Sería más o menos así. (Fuente).
Durante más de 200 años, la
Piedra Rosetta ha permanecido en el Museo Británico. Al principio, en una
peana, pero como los visitantes la tocaban y la dejaban hecha un asco, la
cambiaron a una vitrina que la protegía más. Solo ha salido del museo dos
veces: durante la I Guerra Mundial, cuando la llevaron a un refugio para
protegerla de los bombardeos; y en 1972, cuando fue trasladada al Museo del
Louvre, en París, para conmemorar el 150 aniversario de su descifrado.

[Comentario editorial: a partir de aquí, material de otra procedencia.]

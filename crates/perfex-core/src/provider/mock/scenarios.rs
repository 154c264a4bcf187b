//! Pre-built counter snapshots for tests and `--demo` mode.

use super::provider::MockProvider;
use crate::provider::{CounterInstance, CounterObject};

impl MockProvider {
    /// A small file server: two adapters, one DFSR replication group and a
    /// couple of message queues.
    pub fn typical_host() -> Self {
        let mut provider = Self::new();

        provider.add_object(
            CounterObject::new("Network Interface")
                .with_instance(
                    CounterInstance::new("Ethernet 1")
                        .with("Bytes Received/sec", 1000.0)
                        .with("Bytes Sent/sec", 500.0)
                        .with("Bytes Total/sec", 1500.0)
                        .with("Packets/sec", 30.0)
                        .with("Packets Received/sec", 20.0)
                        .with("Packets Sent/sec", 10.0)
                        .with("Packets Received Errors", 1.0)
                        .with("Current Bandwidth", 1_000_000_000.0),
                )
                .with_instance(
                    CounterInstance::new("isatap.{4A1C2D3E}")
                        .with("Bytes Received/sec", 0.0)
                        .with("Current Bandwidth", 100_000.0),
                ),
        );

        provider.add_object(
            CounterObject::new("DFS Replication Connections").with_instance(
                CounterInstance::new("fs01-to-fs02")
                    .with("Total Bytes Received", 4096.0)
                    .with("Total Files Received", 12.0)
                    .with("Size of Files Received", 8192.0),
            ),
        );
        provider.add_object(
            CounterObject::new("DFS Replicated Folders").with_instance(
                CounterInstance::new("Shares")
                    .with("Conflict Space In Use", 2048.0)
                    .with("Staging Space In Use", 1024.0)
                    .with("Updates Dropped", 3.0),
            ),
        );
        provider.add_object(
            CounterObject::new("DFS Replication Service Volumes").with_instance(
                CounterInstance::new("D:")
                    .with("Database Commits", 77.0)
                    .with("Database Lookups", 120.0)
                    .with("USN Journal Records Unread Percentage", 5.0),
            ),
        );

        provider.add_object(
            CounterObject::new("MSMQ Queue")
                .with_instance(
                    CounterInstance::new("Computer Queues")
                        .with("Messages in Queue", 9.0)
                        .with("Bytes in Queue", 900.0),
                )
                .with_instance(
                    CounterInstance::new("FS01\\private$\\Orders")
                        .with("Messages in Queue", 4.0)
                        .with("Bytes in Queue", 400.0)
                        .with("Messages in Journal Queue", 1.0)
                        .with("Bytes in Journal Queue", 100.0),
                )
                .with_instance(
                    CounterInstance::new("FS01\\private$\\Invoices")
                        .with("Messages in Queue", 5.0)
                        .with("Bytes in Queue", 500.0),
                ),
        );

        provider
    }

    /// A host whose backend reports nothing at all.
    pub fn empty() -> Self {
        Self::new()
    }
}
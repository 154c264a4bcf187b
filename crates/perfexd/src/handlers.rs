//! HTTP request handlers: metrics, health and landing page.

use axum::extract::State;
use axum::http::{HeaderMap, StatusCode, header};
use axum::response::{Html, IntoResponse, Response};
use tracing::{error, warn};

use perfex_core::exporter::client_timeout;
use perfex_core::{Exporter, exposition};

use crate::state::AppState;

/// Header Prometheus sends with its per-target scrape timeout.
const SCRAPE_TIMEOUT_HEADER: &str = "X-Prometheus-Scrape-Timeout-Seconds";

// ============================================================
// Metrics
// ============================================================

pub(crate) async fn handle_metrics(State(state): State<AppState>, headers: HeaderMap) -> Response {
    let header = headers
        .get(SCRAPE_TIMEOUT_HEADER)
        .and_then(|v| v.to_str().ok());
    let timeout = client_timeout(header, state.timeout_margin);

    let outcome = match state.exporter.scrape(timeout).await {
        Ok(outcome) => outcome,
        Err(e) => {
            warn!(error = %e, "scrape failed");
            let body = format!("scrape failed: {e}\n");
            return (StatusCode::SERVICE_UNAVAILABLE, body).into_response();
        }
    };

    match Exporter::render(&outcome) {
        Ok(body) => (
            StatusCode::OK,
            [(header::CONTENT_TYPE, exposition::content_type())],
            body,
        )
            .into_response(),
        Err(e) => {
            error!(error = %e, "failed to encode metrics");
            (StatusCode::INTERNAL_SERVER_ERROR, format!("encoding failed: {e}\n")).into_response()
        }
    }
}

// ============================================================
// Health
// ============================================================

pub(crate) async fn handle_health() -> &'static str {
    "ok"
}

// ============================================================
// Landing page
// ============================================================

pub(crate) async fn handle_landing(State(state): State<AppState>) -> Html<String> {
    let path = &state.telemetry_path;
    Html(format!(
        "<html>\n<head><title>perfexd</title></head>\n<body>\n\
         <h1>perfexd</h1>\n\
         <p>Version {version}</p>\n\
         <p>Collectors: {collectors}</p>\n\
         <p><a href=\"{path}\">Metrics</a></p>\n\
         </body>\n</html>\n",
        version = perfex_core::VERSION,
        collectors = state.exporter.orchestrator().collectors().join(", "),
    ))
}

#[cfg(test)]
mod tests {
    use std::collections::HashMap;
    use std::sync::Arc;
    use std::time::Duration;

    use axum::body::Body;
    use axum::http::Request;
    use http_body_util::BodyExt;
    use tower::ServiceExt;

    use perfex_core::provider::{MockProvider, SnapshotProvider};
    use perfex_core::{Exporter, OrchestratorConfig, Registry};

    use super::*;
    use crate::build_router;

    fn app(enabled: &str, provider: Arc<dyn SnapshotProvider>) -> axum::Router {
        let registry = Registry::with_builtin().unwrap();
        let exporter = Exporter::from_settings(
            &registry,
            enabled,
            &HashMap::new(),
            provider,
            OrchestratorConfig::default(),
        )
        .unwrap();
        build_router(AppState::new(exporter, Duration::from_millis(500), "/metrics"))
    }

    async fn get(app: axum::Router, uri: &str) -> (StatusCode, HeaderMap, String) {
        let response = app
            .oneshot(Request::builder().uri(uri).body(Body::empty()).unwrap())
            .await
            .unwrap();
        let status = response.status();
        let headers = response.headers().clone();
        let body = response.into_body().collect().await.unwrap().to_bytes();
        (status, headers, String::from_utf8(body.to_vec()).unwrap())
    }

    #[tokio::test]
    async fn test_metrics_ok() {
        let app = app("net", Arc::new(MockProvider::typical_host()));
        let (status, headers, body) = get(app, "/metrics").await;

        assert_eq!(status, StatusCode::OK);
        assert!(
            headers[header::CONTENT_TYPE]
                .to_str()
                .unwrap()
                .starts_with("text/plain")
        );
        assert!(body.contains("windows_net_bytes_received_total{nic=\"Ethernet_1\"} 1000"));
    }

    #[tokio::test]
    async fn test_partial_failure_is_still_ok() {
        let app = app("net,dfsr", Arc::new(MockProvider::new()));
        let (status, _, body) = get(app, "/metrics").await;

        assert_eq!(status, StatusCode::OK);
        assert!(body.contains("windows_exporter_collector_success{collector=\"dfsr\"} 0"));
        assert!(body.contains("windows_exporter_collector_success{collector=\"net\"} 0"));
    }

    #[tokio::test]
    async fn test_snapshot_failure_is_unavailable() {
        let app = app("net", Arc::new(MockProvider::failing("backend down")));
        let (status, _, body) = get(app, "/metrics").await;

        assert_eq!(status, StatusCode::SERVICE_UNAVAILABLE);
        assert!(body.contains("backend down"));
    }

    #[tokio::test]
    async fn test_timeout_header_bounds_snapshot() {
        let provider = MockProvider::typical_host().with_delay(Duration::from_millis(1500));
        let app = app("net", Arc::new(provider));
        let response = app
            .oneshot(
                Request::builder()
                    .uri("/metrics")
                    .header(SCRAPE_TIMEOUT_HEADER, "0.6")
                    .body(Body::empty())
                    .unwrap(),
            )
            .await
            .unwrap();

        assert_eq!(response.status(), StatusCode::SERVICE_UNAVAILABLE);
    }

    #[tokio::test]
    async fn test_health() {
        let app = app("net", Arc::new(MockProvider::typical_host()));
        let (status, _, body) = get(app, "/health").await;
        assert_eq!(status, StatusCode::OK);
        assert_eq!(body, "ok");
    }

    #[tokio::test]
    async fn test_landing_links_metrics() {
        let app = app("msmq,net", Arc::new(MockProvider::typical_host()));
        let (status, _, body) = get(app, "/").await;
        assert_eq!(status, StatusCode::OK);
        assert!(body.contains("href=\"/metrics\""));
        assert!(body.contains("msmq, net"));
    }
}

La Piedra Rosetta es un auténtico
símbolo para la ciencia y la lingüística. Tal ha sido su importancia, que su
nombre se ha utilizado muchas veces para designar descubrimientos importantes
en campos tan diferentes como la biología, la astronomía o la informática. Y
todo gracias a que Napoleón quería hacerle la puñeta a los ingleses.